▶ [EXERCISE BRIEF]:
Output everything in the listing exactly.

▶ [INPUT MATERIAL]:
- Opening Delimiter -

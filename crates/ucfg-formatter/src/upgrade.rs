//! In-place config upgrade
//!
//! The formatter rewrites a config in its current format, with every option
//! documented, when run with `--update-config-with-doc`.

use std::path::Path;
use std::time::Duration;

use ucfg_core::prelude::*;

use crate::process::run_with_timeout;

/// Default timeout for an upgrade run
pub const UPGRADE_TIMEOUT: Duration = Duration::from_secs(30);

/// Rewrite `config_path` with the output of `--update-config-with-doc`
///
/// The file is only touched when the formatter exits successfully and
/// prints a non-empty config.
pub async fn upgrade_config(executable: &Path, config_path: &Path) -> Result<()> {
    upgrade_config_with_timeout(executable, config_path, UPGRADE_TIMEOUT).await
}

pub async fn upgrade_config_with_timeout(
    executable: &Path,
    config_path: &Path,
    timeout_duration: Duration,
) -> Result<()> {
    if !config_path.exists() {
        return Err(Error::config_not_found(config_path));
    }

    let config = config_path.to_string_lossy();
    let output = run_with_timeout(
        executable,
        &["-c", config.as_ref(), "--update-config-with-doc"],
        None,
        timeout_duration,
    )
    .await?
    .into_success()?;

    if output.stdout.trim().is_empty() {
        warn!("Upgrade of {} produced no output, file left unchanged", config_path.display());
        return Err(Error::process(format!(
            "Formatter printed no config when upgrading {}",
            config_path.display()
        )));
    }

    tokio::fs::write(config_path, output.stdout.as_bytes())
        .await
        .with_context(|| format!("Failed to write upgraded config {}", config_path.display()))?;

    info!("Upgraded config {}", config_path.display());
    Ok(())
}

- Closing Delimiter -

▶ [RESPONSE BELOW]:
filename crates/ucfg-formatter/src/upgrade.rs
//! In-place config upgrade
//!
//! The formatter rewrites a config in its current format, with every option
//! documented, when run with `--update-config-with-doc`.

use std::path::Path;
use std::time::Duration;

use ucfg_core::prelude::*;

use crate::process::run_with_timeout;

/// Default timeout for an upgrade run
pub const UPGRADE_TIMEOUT: Duration = Duration::from_secs(30);

/// Rewrite `config_path` with the output of `--update-config-with-doc`
///
/// The file is only touched when the formatter exits successfully and
/// prints a non-empty config.
pub async fn upgrade_config(executable: &Path, config_path: &Path) -> Result<()> {
    upgrade_config_with_timeout(executable, config_path, UPGRADE_TIMEOUT).await
}

pub async fn upgrade_config_with_timeout(
    executable: &Path,
    config_path: &Path,
    timeout_duration: Duration,
) -> Result<()> {
    if !config_path.exists() {
        return Err(Error::config_not_found(config_path));
    }

    let config = config_path.to_string_lossy();
    let output = run_with_timeout(
        executable,
        &["-c", config.as_ref(), "--update-config-with-doc"],
        None,
        timeout_duration,
    )
    .await?
    .into_success()?;

    if output.stdout.trim().is_empty() {
        warn!("Upgrade of {} produced no output, file left unchanged", config_path.display());
        return Err(Error::process(format!(
            "Formatter printed no config when upgrading {}",
            config_path.display()
        )));
    }

    tokio::fs::write(config_path, output.stdout.as_bytes())
        .await
        .with_context(|| format!("Failed to write upgraded config {}", config_path.display()))?;

    info!("Upgraded config {}", config_path.display());
    Ok(())
}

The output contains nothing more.